Further investigations on the association of Mycobacterium tuberculosis with Eales' disease.

PURPOSE

To apply polymerase chain reaction (PCR) on vitreous fluid (VF) from Eales' disease to further confirm its association with Mycobacterium tuberculosis.

METHODS

Sixty nine VF samples from 69 patients (24 Eales' disease and 45 Non-Eales' as controls) were processed by conventional methods for detection of mycobacteria. Polymerase chain reaction (PCR) specific for IS 6110 and nested PCR (nPCR) using primers coding for MPB 64 gene were applied on all 69 VF. PCR based dot-blot hybridisation was applied on the IS 6110 amplified products of n PCR-positive VFs.

RESULTS

Conventional methods (direct smear and culture) did not detect mycobacteria in any of the 69 VF samples. Five (20.8%) of 24 VF from Eales' and 2 (4.2%) of 45 VF from control patients tested positive for M. tuberculosis DNA by nPCR. This difference was statistically significant (P < 0.05).
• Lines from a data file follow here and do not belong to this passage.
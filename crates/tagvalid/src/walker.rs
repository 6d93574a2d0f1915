//! Struct traversal: applies each field's tag rules and recurses into nested
//! records.

use crate::error::{Result, ValidationError};
use crate::tag;
use crate::validation::Validation;
use crate::value::{Field, Node, Record, Reflect};
use std::sync::Arc;
use tracing::{debug, warn};

fn as_record(obj: &dyn Reflect) -> Result<&dyn Record> {
    obj.node()
        .as_record()
        .ok_or_else(|| ValidationError::NotAStruct(obj.to_value().to_string()))
}

/// Declared fields with inline records expanded in place.
fn flatten<'a>(record: &'a dyn Record, out: &mut Vec<Field<'a>>) {
    for field in record.fields() {
        let inner = if field.inline {
            field.value.node().as_record()
        } else {
            None
        };
        out.push(field);
        if let Some(inner) = inner {
            flatten(inner, out);
        }
    }
}

fn is_excepted(rule: &str, exceptions: &[&str]) -> bool {
    exceptions.iter().any(|e| e.eq_ignore_ascii_case(rule))
}

impl Validation {
    /// Validate the declared fields of a record.
    ///
    /// Returns `Ok(false)` when a rule fails; the failures are in
    /// [`errors`](Self::errors). Misconfigured tags abort with `Err`.
    pub fn valid(&mut self, obj: &dyn Reflect) -> Result<bool> {
        self.valid_with_exception(obj, &[])
    }

    /// Like [`valid`](Self::valid), skipping rules named in `exceptions`
    /// (compared case-insensitively).
    pub fn valid_with_exception(&mut self, obj: &dyn Reflect, exceptions: &[&str]) -> Result<bool> {
        let record = as_record(obj)?;
        self.valid_record(record, exceptions)
    }

    /// Validate a record, then nested records and lists of records.
    pub fn recursive_valid(&mut self, obj: &dyn Reflect) -> Result<bool> {
        let record = as_record(obj)?;
        self.descend(record, None)
    }

    /// Recursive form of [`valid_with_exception`](Self::valid_with_exception).
    ///
    /// Only fields carrying a non-empty rule string are descended into.
    pub fn recursive_valid_with_exception(
        &mut self,
        obj: &dyn Reflect,
        exceptions: &[&str],
    ) -> Result<bool> {
        let record = as_record(obj)?;
        self.descend(record, Some(exceptions))
    }

    /// Chaining form of [`valid`](Self::valid).
    pub fn validate(&mut self, obj: &dyn Reflect) -> Result<&mut Self> {
        self.valid(obj)?;
        Ok(self)
    }

    fn valid_record(&mut self, record: &dyn Record, exceptions: &[&str]) -> Result<bool> {
        let registry = Arc::clone(&self.registry);
        let mut fields = Vec::new();
        flatten(record, &mut fields);

        let mut fault = None;
        for field in &fields {
            let calls = tag::parse_field(&registry, field).map_err(|err| {
                warn!(record = record.type_name(), field = field.name, error = %err, "invalid rule tag");
                err
            })?;
            if calls.is_empty() {
                continue;
            }

            let value = field.value.to_value();
            for call in calls.iter().filter(|c| !is_excepted(&c.name, exceptions)) {
                match registry.invoke(&call.name, self, &value, &call.args, &call.key) {
                    Ok(_) => {}
                    Err(err @ ValidationError::Invocation { .. }) => {
                        fault.get_or_insert(err);
                    }
                    Err(err) => {
                        warn!(record = record.type_name(), rule = %call.name, error = %err, "validation aborted");
                        return Err(err);
                    }
                }
            }
        }

        if let Some(err) = fault {
            return Err(err);
        }

        if !self.has_errors() {
            record.check(self);
        }

        let ok = !self.has_errors();
        debug!(
            record = record.type_name(),
            ok,
            errors = self.errors().len(),
            "validated record"
        );
        Ok(ok)
    }

    fn descend(&mut self, record: &dyn Record, exceptions: Option<&[&str]>) -> Result<bool> {
        if !self.valid_record(record, exceptions.unwrap_or_default())? {
            return Ok(false);
        }

        for field in record.fields() {
            if field.inline || !field.exported {
                continue;
            }
            if exceptions.is_some() && field.tags.valid.is_empty() {
                continue;
            }
            match field.value.node() {
                Node::Record(inner) => {
                    self.descend(inner, exceptions)?;
                }
                Node::Records(items) => {
                    for item in items {
                        self.valid_record(item, exceptions.unwrap_or_default())?;
                    }
                }
                Node::Nil | Node::Scalar | Node::Time => {}
            }
        }
        Ok(!self.has_errors())
    }
}
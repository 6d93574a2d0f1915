//! Error types: structural faults and recorded rule failures.

use crate::value::Value;
use serde::{Deserialize, Serialize};
use std::fmt;
use thiserror::Error;

/// Result type alias for engine operations
pub type Result<T, E = ValidationError> = std::result::Result<T, E>;

/// A structural fault: the rules or the input are misconfigured.
///
/// These abort the current validation call. A value that merely fails a
/// rule is never reported this way; it becomes a [`FieldError`].
#[derive(Error, Debug, Clone, PartialEq, Eq)]
pub enum ValidationError {
    /// The rule name is not registered
    #[error("{0} does not exist")]
    UnknownRule(String),

    /// Parameter count differs from the registered arity
    #[error("{name} requires {expected} parameters, got {found}")]
    ArityMismatch {
        name: String,
        expected: usize,
        found: usize,
    },

    /// A parameter could not be coerced to its declared kind
    #[error("parameter {index} of {rule} is invalid: {reason}")]
    ParameterType {
        rule: String,
        index: usize,
        reason: String,
    },

    /// `Match(/.../)` without a usable `/)` terminator
    #[error("invalid Match function in tag {0:?}")]
    InvalidMatchClause(String),

    /// Malformed rule segment
    #[error("invalid valid function {0:?}")]
    InvalidSyntax(String),

    /// Attempt to register one of the reserved names
    #[error("invalid function name: {0}")]
    NameReserved(String),

    /// Top-level input is not a record
    #[error("{0} must be a struct or a struct reference")]
    NotAStruct(String),

    /// A rule panicked while being built or evaluated
    #[error("rule {rule} failed: {reason}")]
    Invocation { rule: String, reason: String },
}

impl ValidationError {
    pub fn arity(name: impl Into<String>, expected: usize, found: usize) -> Self {
        Self::ArityMismatch {
            name: name.into(),
            expected,
            found,
        }
    }

    pub fn parameter(rule: impl Into<String>, index: usize, reason: impl Into<String>) -> Self {
        Self::ParameterType {
            rule: rule.into(),
            index,
            reason: reason.into(),
        }
    }
}

/// A recorded rule failure.
#[derive(Debug, Clone, PartialEq, Serialize)]
pub struct FieldError {
    /// Human-readable message
    pub message: String,
    /// Raw key the rule was invoked with
    pub key: String,
    /// Second segment of a `field.name` key, else the key itself
    pub name: String,
    /// First segment of a `field.name` key, else the key itself
    pub field: String,
    /// The offending value
    pub value: Value,
    /// Message template of the failing rule
    pub template: String,
    /// Machine-readable limit, e.g. `[1, 140]` for `Range(1,140)`
    #[serde(skip_serializing_if = "Option::is_none")]
    pub limit_value: Option<Value>,
}

impl FieldError {
    /// Create an error carrying only a message.
    pub fn new(message: impl Into<String>) -> Self {
        Self {
            message: message.into(),
            key: String::new(),
            name: String::new(),
            field: String::new(),
            value: Value::Nil,
            template: String::new(),
            limit_value: None,
        }
    }
}

impl fmt::Display for FieldError {
    fn fmt(&self, f: &mut fmt::Formatter<'_>) -> fmt::Result {
        f.write_str(&self.message)
    }
}

impl std::error::Error for FieldError {}

/// Envelope a key may carry to customise the reported message and field.
#[derive(Debug, Clone, Default, PartialEq, Eq, Serialize, Deserialize)]
pub struct CustomErrorMessage {
    #[serde(rename = "errorMessage", default)]
    pub message: String,
    #[serde(rename = "errorKey", default)]
    pub key: String,
    #[serde(rename = "errorField", default)]
    pub field: String,
}

impl CustomErrorMessage {
    pub fn new(
        message: impl Into<String>,
        key: impl Into<String>,
        field: impl Into<String>,
    ) -> Self {
        Self {
            message: message.into(),
            key: key.into(),
            field: field.into(),
        }
    }

    /// Decode an envelope; `None` unless `s` is a JSON object.
    pub fn decode(s: &str) -> Option<Self> {
        let object: serde_json::Map<String, serde_json::Value> = serde_json::from_str(s).ok()?;
        serde_json::from_value(serde_json::Value::Object(object)).ok()
    }

    pub fn encode(&self) -> String {
        serde_json::to_string(self).unwrap_or_default()
    }
}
All 69 VF were negative by PCR for IS 6110. Two VF of Eales' patients positive by nPCR were also positive by DNA probe dot-blot hybridisation for IS 6110.

CONCLUSION

Detection of M. tuberculosis DNA by PCR in a significant number of VF of Eales' disease patients reemphasizes the association of this bacterium with Eales' disease.